As upsetting as her death was for me, it was even more traumatic for my mother and Aunt Shyla – and so it should be. Although from my performance at the funeral you wouldn’t know it. As the men of the family, my brother, my cousin John and I, we were expected to be strong and supportive for our mothers. 2 out 3, as they say, ain’t bad. Being the oldest boys on either side of the family, my brother and cousin were asked to say a few words about their grandmother. Well I was not to be left out! No sir. Not by a long shot thank-you-very much. I ate my way through enough half chicken dinners with rice to get up and say something too damn it!
While I wrote my eulogy, in the privacy of my own home, I was very composed. Each time I said it in front of the mirror it was more charming, heartfelt and witty. But the day of the funeral, charming and witty went on vacation and melodrama took over. One would expect that I would be a shoulder for my mother to cry on. Not so. Not only did she and my aunt have to carry my 190lb carcass down the aisle, they also had to help me look for my contact after I washed it out in a flood of tears. At least I caused such a scene that it kept them distracted from the rather somber atmosphere and focused on the task at hand.

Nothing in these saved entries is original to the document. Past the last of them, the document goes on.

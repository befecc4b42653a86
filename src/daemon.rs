//! Wires the link monitor, the sync orchestrator and the supervised
//! processes together and runs them until shutdown.

use std::sync::Arc;

use anyhow::{Context, Result, bail};
use tokio::io::AsyncBufRead;
use tokio::signal::unix::{SignalKind, signal};
use tokio_util::sync::CancellationToken;
use tracing::{info, warn};

use crate::adapters;
use crate::config::AppConfig;
use crate::context::AppContext;
use crate::core::{
    BasicReporter, DisplayReporter, LinkEventMonitor, MonitorExit, ProgressReporter,
    SyncOrchestrator, SyncSettings, transfer,
};
use crate::display::{RecordingBus, SysfsBus, Tm1637};
use crate::supervisor::ProcessSupervisor;

type EventStream = Box<dyn AsyncBufRead + Unpin + Send>;

pub async fn run(ctx: AppContext) -> Result<()> {
    spawn_signal_handler(ctx.cancel.clone());

    let config = ctx.config.clone();
    let reporter = tokio::task::spawn_blocking(move || build_reporter(&config))
        .await
        .context("Display setup task failed")??;
    let mut supervisor = ProcessSupervisor::new();

    let result = serve(&ctx, &mut supervisor, reporter.clone()).await;

    ctx.cancel.cancel();
    supervisor.shutdown().await;

    // Blank the display and wait for the frame to go out
    let blanked = tokio::task::spawn_blocking(move || {
        reporter.reset();
        drop(reporter);
    })
    .await;
    if let Err(e) = blanked {
        warn!(error = %e, "Failed to blank display");
    }

    info!("Stopped");
    result
}

/// Build sync settings and make sure the destination is usable before any
/// process is started. Storage failures later on only abandon a cycle.
pub async fn sync_settings(config: &AppConfig) -> Result<SyncSettings> {
    let settings = SyncSettings {
        remote_dir: config.share.remote_dir.clone(),
        destination: config.destination.clone(),
        cursor: config.cursor()?,
    };

    transfer::prepare_destination(&settings.destination)
        .await
        .context("Destination is unusable")?;

    Ok(settings)
}

async fn serve(
    ctx: &AppContext,
    supervisor: &mut ProcessSupervisor,
    reporter: Arc<dyn ProgressReporter>,
) -> Result<()> {
    let config = ctx.config.as_ref();

    let settings = sync_settings(config).await?;
    let events = open_event_stream(config, supervisor).await?;

    let monitor = LinkEventMonitor::new(ctx.link.clone());
    let orchestrator = SyncOrchestrator::new(
        ctx.link.clone(),
        adapters::lease_provider(config),
        adapters::share_connector(config),
        reporter,
        settings,
    );

    info!(
        interface = %config.interface,
        ssid = %config.ssid,
        simulation = config.simulation,
        "camsync started"
    );

    tokio::select! {
        exit = monitor.run(events, &ctx.cancel) => {
            match exit.context("Failed to read link events")? {
                MonitorExit::Cancelled => Ok(()),
                MonitorExit::EndOfStream if config.simulation => {
                    info!("Simulated link closed");
                    Ok(())
                }
                MonitorExit::EndOfStream => bail!("Link event monitor exited unexpectedly"),
            }
        }
        () = orchestrator.run(&ctx.cancel) => Ok(()),
    }
}

/// Start the event source. On real hardware the event monitor comes up
/// before the supplicant so the first association is not missed.
async fn open_event_stream(
    config: &AppConfig,
    supervisor: &mut ProcessSupervisor,
) -> Result<EventStream> {
    if config.simulation {
        let (simulator, events) = adapters::simulated::simulated_link(&config.interface);
        adapters::simulated::spawn_stdin_controller(simulator);
        println!("(Simulator) Type 'up' or 'down' to toggle the camera link");
        return Ok(Box::new(events));
    }

    let events = supervisor.start_event_monitor(&config.commands.event_monitor)?;
    supervisor
        .write_credentials(&config.commands.passphrase, &config.ssid, &config.password)
        .await?;
    supervisor.start_supplicant(&config.commands.supplicant, &config.interface)?;

    Ok(Box::new(events))
}

/// Pick the progress reporter once at startup.
///
/// Without the display hardware progress goes to the console only, unless
/// `display.required` is set. Opening the pins blocks, so call this off the
/// async runtime.
pub fn build_reporter(config: &AppConfig) -> Result<Arc<dyn ProgressReporter>> {
    let settings = &config.display;

    if !settings.enabled {
        return Ok(Arc::new(BasicReporter));
    }

    if config.simulation {
        let driver = Tm1637::new(RecordingBus::new().logging(), settings.brightness)
            .context("Failed to initialise simulated display")?;
        let reporter = DisplayReporter::new(driver).context("Failed to start display worker")?;
        return Ok(Arc::new(reporter));
    }

    match SysfsBus::open(settings.clk, settings.dio)
        .and_then(|bus| Tm1637::new(bus, settings.brightness))
    {
        Ok(driver) => {
            info!(clk = settings.clk, dio = settings.dio, "Display ready");
            let reporter =
                DisplayReporter::new(driver).context("Failed to start display worker")?;
            Ok(Arc::new(reporter))
        }
        Err(e) if settings.required => Err(e).context("Display unavailable"),
        Err(e) => {
            warn!(error = %e, "Display unavailable, reporting progress on the console only");
            Ok(Arc::new(BasicReporter))
        }
    }
}

async fn wait_for_shutdown() -> std::io::Result<()> {
    let mut terminate = signal(SignalKind::terminate())?;
    tokio::select! {
        result = tokio::signal::ctrl_c() => result,
        _ = terminate.recv() => Ok(()),
    }
}

fn spawn_signal_handler(cancel: CancellationToken) {
    tokio::spawn(async move {
        match wait_for_shutdown().await {
            Ok(()) => {
                info!("Shutdown requested");
                cancel.cancel();
            }
            Err(e) => warn!(error = %e, "Failed to install signal handlers"),
        }
    });
}

#[cfg(test)]
mod tests {
    use super::*;

    #[test]
    fn simulation_uses_recording_display() {
        let config = AppConfig {
            simulation: true,
            ..AppConfig::default()
        };
        assert!(build_reporter(&config).is_ok());
    }

    #[test]
    fn missing_required_display_is_fatal() {
        let mut config = AppConfig::default();
        config.display.clk = 9990;
        config.display.dio = 9991;
        config.display.required = true;
        assert!(build_reporter(&config).is_err());

        config.display.required = false;
        assert!(build_reporter(&config).is_ok());
    }

    #[tokio::test]
    async fn unusable_destination_fails_at_startup() {
        let dir = tempfile::TempDir::new().unwrap();
        let occupied = dir.path().join("photos");
        std::fs::write(&occupied, b"occupied").unwrap();

        let mut config = AppConfig {
            destination: occupied,
            ..AppConfig::default()
        };
        let err = sync_settings(&config).await.unwrap_err();
        assert!(err.to_string().contains("Destination is unusable"));

        config.destination = dir.path().join("new/photos");
        let settings = sync_settings(&config).await.unwrap();
        assert!(settings.destination.is_dir());
    }
}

My brother and cousin read beautifully. In fact, if memory serves, my brother didn’t read, he just spoke. And while he got choked up a little, he held it together. When the minister called me up I collapsed in my chair sobbing “I can’t! I just can’t!” Those five words took about three minutes and two tissues to come out. Nice.
As we didn’t intern my grandmother until the spring, I thought that enough time would have elapsed for me to say my little speech. But no. Once again, as we stood by her tombstone the waterworks started. My niece Emily, who is my grandmother reincarnated by-the-by, looked at her mother with a look of “what is up with him?” in her eyes. I managed to get through it, more to the relief of my family and the minister, than to myself. It was an awful time. But at least now when we talk about “that day” we smile and have a good laugh. Miss you grandma, and I hope you “went a fishin’”.